SAILSHAPE and why it matters UNDERSTANDING THE GENOA To understand why you make adjustments to the genoa’s sheeting position and trim (runner tension, halyard tension, etc), it is good to know a little about how the aerodynamics around the sail work. This article does not have the ambition to provide the reader with any in depth knowledge of the subject but to give a quick insight into how the aerodynamic and hydrodynamic forces cooperate on a sailboat.
These two forces are counteracted by a similar force situation below the waterline where the shape of the hull, keel and rudder create a hydrodynamic force that largely neutralises the drift. The heeling forces are balanced by the keel weight and the crew’s eagerness to hike. In this context, it is good to know that the large rudder on the Dragon contributes to the keel’s lifting force, which is of course directed towards the wind and reduces drift.
When sailing upwind, the aerodynamic forces in the genoa are about twice as strong as they are in the mainsail per unit of area and so they are more effective. It is important to find the right interaction between mainsail and genoa for this relationship to occur: that the genoa is properly tuned.
When you sail upwind, a lifting force is created on the rudder blade and the helmsman ex-periences it as a light pressure on the tiller. This pressure is beneficial with a small rudder angle <5 degrees and it helps to reduce drift. If the rudder angle becomes larger, the rudder begins to act as a brake and the heeling increases and the speed decreases. For the Dragon to sail upwind as well as possible, it is important to find the fine balance between a light but still distinct rudder pressure which does not stop the boat and one that does. It is important to sail the boat with a small but accentuated heel, to achieve this pressure, 10-15 degrees is optimal. For this to happen, the sails must be trimmed correctly and in balance with each other. Properly sheeted sails affect the gap between the genoa and the mainsail and it is the wind flow between the sails that controls the angle of attack of the wind towards the front end of the genoa and this affects how high we can sail.
That the mainsail should have the correct trim is, of course selfevident, but here we will take a closer look at how and why we trim the genoa for optimum performance in different winds and sea conditions. Most people know that a sailboat can sail upwind because with a correctly sheeted sail a negative pressure is formed on the leeward side of the sail and a higher pressure on the windward side of the sail and these pressure differences create a so-called lifting force. This applies provided that the air flow on the leeward side is free from turbulence. The lifting force in each part of the sail is directed perpendicular to the sail’s surface. The force is greatest in the front third of the sail and gradually decreases towards the back (leech). In simple terms, it can be said that the lifting force can act perpendicular to the sail’s cord (the straight line between the front and the back of the sail).
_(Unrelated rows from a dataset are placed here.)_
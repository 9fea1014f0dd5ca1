// Copyright Polysql, Inc. All rights reserved.
//
// Use of this software is governed by the Business Source License
// included in the LICENSE file at the root of this repository.
//
// As of the Change Date specified in that file, in accordance with
// the Business Source License, use of this software will be governed
// by the Apache License, Version 2.0.

use super::SQLParam;
use super::dialect::Dialect;

/// Accumulator for one SQL statement.
///
/// Parameters are kept as an ordered `(name, value)` table. The ordinal of a
/// parameter is its 1-based position in that table, which is what positional
/// dialects (`$n`, `?`) use; named dialects (`@name`) use the name.
pub struct SQLBuilder {
    /// The SQL being built, with placeholders for each parameter
    sql: String,
    /// The ordered parameter table
    params: Vec<(String, SQLParam)>,
}

impl SQLBuilder {
    pub fn new() -> Self {
        Self {
            sql: String::new(),
            params: Vec::new(),
        }
    }

    /// Push a string
    pub fn push_str<T: AsRef<str>>(&mut self, s: T) {
        self.sql.push_str(s.as_ref());
    }

    /// Push a character
    pub fn push(&mut self, c: char) {
        self.sql.push(c);
    }

    /// Push an identifier (table or column name), quoted the way the dialect
    /// quotes identifiers.
    pub fn push_identifier<T: AsRef<str>>(&mut self, dialect: &dyn Dialect, s: T) {
        self.sql.push_str(&dialect.quote_identifier(s.as_ref()));
    }

    /// Push a parameter: append it to the parameter table and emit the
    /// dialect's placeholder for it.
    pub fn push_param(&mut self, dialect: &dyn Dialect, name: String, value: SQLParam) {
        let placeholder = dialect.placeholder(&name, self.params.len() + 1);
        self.params.push((name, value));
        self.sql.push_str(&placeholder);
    }

    /// Push elements of an iterator, separated by `sep`.
    pub fn push_iter<T>(
        &mut self,
        iter: impl ExactSizeIterator<Item = T>,
        sep: &str,
        push_elem: impl Fn(&mut Self, T),
    ) {
        let len = iter.len();
        for (i, item) in iter.enumerate() {
            push_elem(self, item);

            if i < len - 1 {
                self.sql.push_str(sep);
            }
        }
    }

    /// Get the SQL string and the parameter table. This is the final step in
    /// building a statement, and thus consumes `self`.
    pub fn into_sql(self) -> (String, Vec<(String, SQLParam)>) {
        (self.sql, self.params)
    }
}

impl Default for SQLBuilder {
    fn default() -> Self {
        Self::new()
    }
}
// Copyright Polysql, Inc. All rights reserved.
//
// Use of this software is governed by the Business Source License
// included in the LICENSE file at the root of this repository.
//
// As of the Change Date specified in that file, in accordance with
// the Business Source License, use of this software will be governed
// by the Apache License, Version 2.0.

pub mod connection;

pub use connection::{ConnectionManager, DatabaseConnection, QueryResponse, ResultRow};
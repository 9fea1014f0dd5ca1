// Copyright Polysql, Inc. All rights reserved.
//
// Use of this software is governed by the Business Source License
// included in the LICENSE file at the root of this repository.
//
// As of the Change Date specified in that file, in accordance with
// the Business Source License, use of this software will be governed
// by the Apache License, Version 2.0.

use std::sync::Arc;

use async_trait::async_trait;
use futures::future::try_join_all;

use crate::database_error::DatabaseError;
use crate::sql::physical_table::PhysicalTable;

use super::value::ValueSet;

/// Callbacks notified around an insert, once per inserted row. A failing
/// listener aborts the whole operation: a pre-insert failure propagates
/// before the statement runs, a post-insert failure before the transaction
/// commits.
#[async_trait]
pub trait InsertListener: Send + Sync {
    async fn before_insert(&self, table: &PhysicalTable, row: &ValueSet)
    -> Result<(), DatabaseError>;

    async fn after_insert(&self, table: &PhysicalTable, row: &ValueSet)
    -> Result<(), DatabaseError>;
}

/// Notify all listeners for all rows concurrently and join. Ordering across
/// rows is not guaranteed; the join completes before the caller proceeds.
pub(crate) async fn broadcast_before_insert(
    listeners: &[Arc<dyn InsertListener>],
    table: &PhysicalTable,
    rows: &[ValueSet],
) -> Result<(), DatabaseError> {
    try_join_all(
        rows.iter()
            .flat_map(|row| listeners.iter().map(move |l| l.before_insert(table, row))),
    )
    .await
    .map(|_| ())
}

pub(crate) async fn broadcast_after_insert(
    listeners: &[Arc<dyn InsertListener>],
    table: &PhysicalTable,
    rows: &[ValueSet],
) -> Result<(), DatabaseError> {
    try_join_all(
        rows.iter()
            .flat_map(|row| listeners.iter().map(move |l| l.after_insert(table, row))),
    )
    .await
    .map(|_| ())
}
Since the sail is sheeted at an angle deviating from the boat’s centre line (line from bow to stern), the lifting force points obliquely forward. The force can in turn be divided into a force parallel to the boat’s centre line - the propelling force, and a force perpendicular to the centre line. The perpendicular force creates a drift (sidewards movement) on the boat and a heeling force (causing the boat to heel).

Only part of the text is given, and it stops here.